Favourite travel destinations have remained largely static over the past decade. France, United States, Spain, China and Italy were the five most visited destinations in 2013 (in that order). Only two changes took place in the 2013 Top 10 ranking by arrivals. Spain (with 61 million arrivals) regained the third position it had lost in 2010 to China (56 million).
And Thailand entered the top 10 arrivals for the first time, ranking at number 10, climbing an amazing five positions since 2012 (UNWTO). The number of international arrivals to Thailand has increased by over 65% since 2010. Though political instability in the capital of Bangkok may have an impact on its ability to attract visitors in 2014.
In regional terms, South East Asia was the fastest growing from 2012-2013 (up 10.5%), led by increases in Thailand, Cambodia (up 68%) and Vietnam (up 50%). Tourist arrivals to Sri Lanka have surged by 95% since 2010, and in the Maldives by 42%, as both destinations further develop their hospitality offerings and infrastructure.
Desire for European destinations still reigned supreme – six of the ten most visited countries in 2013 were European (UNWTO considers Turkey part of the European region). Despite local economic headwinds, international arrivals to Spain increased by 5.7% and in Italy by 2.9%, as visitors contributed $60.4 billion and $43.9 billion to each local economy respectively.
Visitors to the United Kingdom increased by 6.4%, as spending in the U.K. jumped by 12.1% in just one year, reaching $40.6 billion for 2013. Though a recent study estimates that the U.K. is losing over $2 billion worth of revenue every year, solely from Chinese tourists. The same research estimates that Chinese visitors spend 64% more than the average overseas visitor (FT).

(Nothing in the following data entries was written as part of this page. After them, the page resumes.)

//! Column-based falling-symbol ("binary rain") simulation.
//!
//! Ticks on a fixed wall-clock cadence rather than per frame. Each column
//! falls one glyph row per tick. Once past the bottom edge it resets to the
//! top with a small probability per tick, so resets are staggered. Pass a
//! seeded RNG for reproducible resets.

use crate::color::Palette;
use crate::constants::{
    RAIN_ALPHABET, RAIN_GLYPH_PX, RAIN_INITIAL_ROW_MIN, RAIN_RESET_PROBABILITY, RAIN_TICK_MS,
};
use crate::surface::Surface;
use glam::Vec2;
use rand::Rng;

#[derive(Clone, Copy, Debug, PartialEq)]
pub struct RainConfig {
    pub glyph_px: f32,
    pub alphabet: &'static str,
    pub tick_ms: u32,
    pub reset_probability: f64,
    /// Columns start at a row uniform in `[initial_row_min, 0)`.
    pub initial_row_min: i32,
}

impl Default for RainConfig {
    fn default() -> Self {
        Self {
            glyph_px: RAIN_GLYPH_PX,
            alphabet: RAIN_ALPHABET,
            tick_ms: RAIN_TICK_MS,
            reset_probability: RAIN_RESET_PROBABILITY,
            initial_row_min: RAIN_INITIAL_ROW_MIN,
        }
    }
}

#[derive(Clone, Copy, Debug, Default, PartialEq, Eq)]
pub struct RainColumn {
    pub row: i32,
}

#[derive(Clone, Debug)]
pub struct RainSim {
    cfg: RainConfig,
    glyphs: Vec<char>,
    columns: Vec<RainColumn>,
    size: Vec2,
}

impl RainSim {
    pub fn new<R: Rng>(cfg: RainConfig, size: Vec2, rng: &mut R) -> Self {
        let mut sim = Self {
            cfg,
            glyphs: cfg.alphabet.chars().collect(),
            columns: Vec::new(),
            size: size.max(Vec2::ZERO),
        };
        sim.columns = sim.fresh_columns(rng);
        sim
    }

    pub fn config(&self) -> &RainConfig {
        &self.cfg
    }

    pub fn columns(&self) -> &[RainColumn] {
        &self.columns
    }

    pub fn column_count_for(&self, width: f32) -> usize {
        if self.cfg.glyph_px <= 0.0 {
            return 0;
        }
        (width.max(0.0) / self.cfg.glyph_px).floor() as usize
    }

    fn fresh_columns<R: Rng>(&self, rng: &mut R) -> Vec<RainColumn> {
        let min = self.cfg.initial_row_min.min(-1);
        (0..self.column_count_for(self.size.x))
            .map(|_| RainColumn {
                row: rng.gen_range(min..0),
            })
            .collect()
    }

    /// New canvas size. Columns are rebuilt only when their count changes so
    /// a height-only resize keeps the rain in place.
    pub fn resize<R: Rng>(&mut self, size: Vec2, rng: &mut R) {
        self.size = size.max(Vec2::ZERO);
        if self.column_count_for(self.size.x) != self.columns.len() {
            self.columns = self.fresh_columns(rng);
            log::debug!("rain rebuilt with {} columns", self.columns.len());
        }
    }

    /// One tick: fade previous glyphs, draw one glyph per column, advance.
    pub fn tick<R: Rng, S: Surface + ?Sized>(
        &mut self,
        rng: &mut R,
        surface: &mut S,
        palette: &Palette,
    ) {
        surface.fill_rect(Vec2::ZERO, self.size, palette.rain_fade);

        let glyph_px = self.cfg.glyph_px;
        for (i, col) in self.columns.iter_mut().enumerate() {
            let x = i as f32 * glyph_px;
            let y = col.row as f32 * glyph_px;

            if !self.glyphs.is_empty() {
                let glyph = self.glyphs[rng.gen_range(0..self.glyphs.len())];
                surface.glyph(glyph, Vec2::new(x, y), glyph_px, palette.rain_glyph);
            }

            if y > self.size.y && rng.gen_bool(self.cfg.reset_probability.clamp(0.0, 1.0)) {
                col.row = 0;
            } else {
                col.row += 1;
            }
        }
    }
}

Retailers continue to warn that the UK’s insistence on remaining outside the border-free Schengen area covering means that Britain is missing the economic boost given to capitals such as Paris and Milan (FT). The UK has begun to introduce measures designed to better facilitate Chinese tourism, but there remains some way to go before the destination reaches the visitor numbers achieved by its EU neighbours.